• Problem to solve
Take each line in the entries below that holds "migrate" and show it.
BEGIN Supplied material
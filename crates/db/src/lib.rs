//! Database layer: connection pool, embedded migrations, models, and
//! repositories for the community archive.

use std::time::Duration;

use sqlx::postgres::PgPoolOptions;

pub mod models;
pub mod repositories;

pub type DbPool = sqlx::PgPool;

/// Create a connection pool from a database URL.
pub async fn create_pool(database_url: &str) -> Result<DbPool, sqlx::Error> {
    PgPoolOptions::new()
        .max_connections(20)
        .acquire_timeout(Duration::from_secs(5))
        .connect(database_url)
        .await
}

/// Verify the database is reachable with a trivial round-trip query.
pub async fn health_check(pool: &DbPool) -> Result<(), sqlx::Error> {
    sqlx::query("SELECT 1").execute(pool).await?;
    Ok(())
}

/// Apply any pending migrations embedded in this crate.
pub async fn run_migrations(pool: &DbPool) -> Result<(), sqlx::migrate::MigrateError> {
    sqlx::migrate!("./migrations").run(pool).await?;
    tracing::debug!("migrations up to date");
    Ok(())
}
END Supplied material
• Finished exercise
pub async fn run_migrations(pool: &DbPool) -> Result<(), sqlx::migrate::MigrateError> {
    sqlx::migrate!("./migrations").run(pool).await?;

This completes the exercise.